## EXERCISE:
Set down exactly the lines of the listing below, please, beginning with the first and ending with the line that holds "band while the".

## RECORD SET:
========================================
// ProbeMap integration suite.
//
// Each test documents what behavior is being verified and which
// invariants are assumed or asserted. The core invariants exercised:
// - Lookup: an inserted key is found with its stored value; absent keys
//   miss with None, never an error.
// - Deletion: backward-shift cleanup keeps every surviving key reachable
//   by probing from its own hash, with no tombstones.
// - Resizing: the load factor stays inside the configured band while the
//   capacity doubles and halves around a power-of-two floor.
// - Determinism: FixedState produces identical layouts across instances.
use mapkit::probe_map::{HIGH_LOAD, LOW_LOAD, MIN_CAPACITY};
use mapkit::{FixedState, ProbeMap};
use std::collections::HashSet;
use std::hash::{BuildHasher, Hasher};

// Maps a u64 key to itself, making home slots predictable: key & (cap - 1).
#[derive(Clone, Default)]
struct IdentityBuildHasher;
struct IdentityHasher(u64);
impl BuildHasher for IdentityBuildHasher {
    type Hasher = IdentityHasher;
    fn build_hasher(&self) -> Self::Hasher {
        IdentityHasher(0)
    }
}
impl Hasher for IdentityHasher {
    fn write(&mut self, bytes: &[u8]) {
        for &b in bytes {
            self.0 = (self.0 << 8) | b as u64;
        }
    }
    fn write_u64(&mut self, i: u64) {
        self.0 = i;
    }
    fn finish(&self) -> u64 {
        self.0
    }
}

// Test: insert followed by an immediate lookup (spec scenario: the value
// read back must be the one just stored, not a default).
#[test]
fn insert_then_immediate_search_returns_value() {
    let mut m: ProbeMap<String, u64> = ProbeMap::new();
    m.insert("k".to_string(), 123);
    assert_eq!(m.get("k"), Some(&123));
}

// Test: ten keys at minimum capacity where 17 probes from the same home
// slot as 1. Removing the collided key must leave all nine others
// reachable (removal must repair the probe chain it sits in).
#[test]
fn removing_collided_key_keeps_others_reachable() {
    let keys: [u64; 10] = [1, 2, 3, 4, 5, 6, 7, 8, 9, 17];
    assert_eq!(17 & (MIN_CAPACITY as u64 - 1), 1, "17 must collide with 1");

    let mut m: ProbeMap<u64, u64, IdentityBuildHasher> =
        ProbeMap::with_hasher(IdentityBuildHasher);
    for k in keys {
        m.insert(k, k * 100);
    }
    assert_eq!(m.capacity(), MIN_CAPACITY);

    assert_eq!(m.remove(&17), Some(1700));
    assert_eq!(m.len(), 9);
    for k in keys.into_iter().filter(|&k| k != 17) {
        assert!(m.contains_key(&k), "survivor {} lost", k);
        assert_eq!(m.get(&k), Some(&(k * 100)));
    }
}

// Test: same setup, but removing the home-slot occupant instead. The
// displaced collider must shift backward into the vacated slot and stay
// reachable from its own hash.
#[test]
fn removing_home_occupant_shifts_collider_back() {
    let mut m: ProbeMap<u64, u64, IdentityBuildHasher> =
        ProbeMap::with_hasher(IdentityBuildHasher);
    for k in [1u64, 2, 3, 4, 5, 6, 7, 8, 9, 17] {
        m.insert(k, k);
    }

    assert_eq!(m.remove(&1), Some(1));
    assert_eq!(m.get(&17), Some(&17), "collider must remain reachable");
    for k in [2u64, 3, 4, 5, 6, 7, 8, 9] {
        assert!(m.contains_key(&k));
    }
}

// Test: long interleaving of inserts and removes checked against an
// independent reference set after every step.
// Verifies: probe-chain liveness and exact len tracking over time.
#[test]
fn interleaved_ops_track_reference_set() {
    let mut m: ProbeMap<u64, u64, IdentityBuildHasher> =
        ProbeMap::with_hasher(IdentityBuildHasher);
    let mut reference: HashSet<u64> = HashSet::new();

    // LCG-driven mix of inserts and removes over a small key space so
    // clusters form, break, and reform.
    let mut state: u64 = 0x9e3779b97f4a7c15;
    for _ in 0..2000 {
        state = state.wrapping_mul(6364136223846793005).wrapping_add(1);
        let k = (state >> 33) % 97;
        if state % 3 == 0 {
            assert_eq!(m.remove(&k).is_some(), reference.remove(&k));
        } else {
            m.insert(k, k);
            reference.insert(k);
        }
        assert_eq!(m.len(), reference.len());
    }
    for &k in &reference {
        assert!(m.contains_key(&k), "live key {} unreachable", k);
    }
    for k in 0..97u64 {
        assert_eq!(m.contains_key(&k), reference.contains(&k));
    }
}

// Test: load-factor band over a grow-then-shrink cycle.
// Verifies: capacity is a power of two >= MIN_CAPACITY; load < HIGH_LOAD
// after each insert; load > LOW_LOAD after each remove unless already at
// the floor.
#[test]
fn capacity_band_through_grow_and_shrink() {
    let mut m: ProbeMap<u64, u64> = ProbeMap::new();
    for k in 0..2000u64 {
        m.insert(k, k);
        let cap = m.capacity();
        assert!(cap.is_power_of_two() && cap >= MIN_CAPACITY);
        assert!((m.len() as f64) < HIGH_LOAD * cap as f64);
    }
    for k in 0..2000u64 {
        m.remove(&k);
        let cap = m.capacity();
        assert!(cap.is_power_of_two() && cap >= MIN_CAPACITY);
        if cap > MIN_CAPACITY {
            assert!((m.len() as f64) > LOW_LOAD * cap as f64);
        }
    }
    assert!(m.is_empty());
    assert_eq!(m.capacity(), MIN_CAPACITY);
}

// Test: FixedState determinism end to end.
// Verifies: two independently built tables with the same keys present
// their entries in the same slot order.
#[test]
fn fixed_state_layouts_are_reproducible() {
    let build = || {
        let mut m: ProbeMap<String, u32, FixedState> =
            ProbeMap::with_hasher(FixedState::default());
        for i in 0..100u32 {
            m.insert(format!("key-{}", i), i);
        }
        m
    };
    let a = build();
    let b = build();
    let order_a: Vec<String> = a.iter().map(|(k, _)| k.clone()).collect();
    let order_b: Vec<String> = b.iter().map(|(k, _)| k.clone()).collect();
    assert_eq!(order_a, order_b);
}

// Test: value overwrite and the get_or_insert_with entry path agree on
// what is stored.
#[test]
fn overwrite_and_entry_paths_agree() {
    let mut m: ProbeMap<String, u32> = ProbeMap::new();
    assert_eq!(m.insert("a".to_string(), 1), None);
    assert_eq!(m.insert("a".to_string(), 2), Some(1));

    let v = m.get_or_insert_with("a".to_string(), || unreachable!("present key"));
    assert_eq!(*v, 2);
    *v += 1;

    let w = m.get_or_insert_with("b".to_string(), || 10);
    assert_eq!(*w, 10);

    assert_eq!(m.get("a"), Some(&3));
    assert_eq!(m.get("b"), Some(&10));
    assert_eq!(m.len(), 2);
}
========================================
## ANSWER TO THIS TASK:
// ProbeMap integration suite.
//
// Each test documents what behavior is being verified and which
// invariants are assumed or asserted. The core invariants exercised:
// - Lookup: an inserted key is found with its stored value; absent keys
//   miss with None, never an error.
// - Deletion: backward-shift cleanup keeps every surviving key reachable
//   by probing from its own hash, with no tombstones.
// - Resizing: the load factor stays inside the configured band while the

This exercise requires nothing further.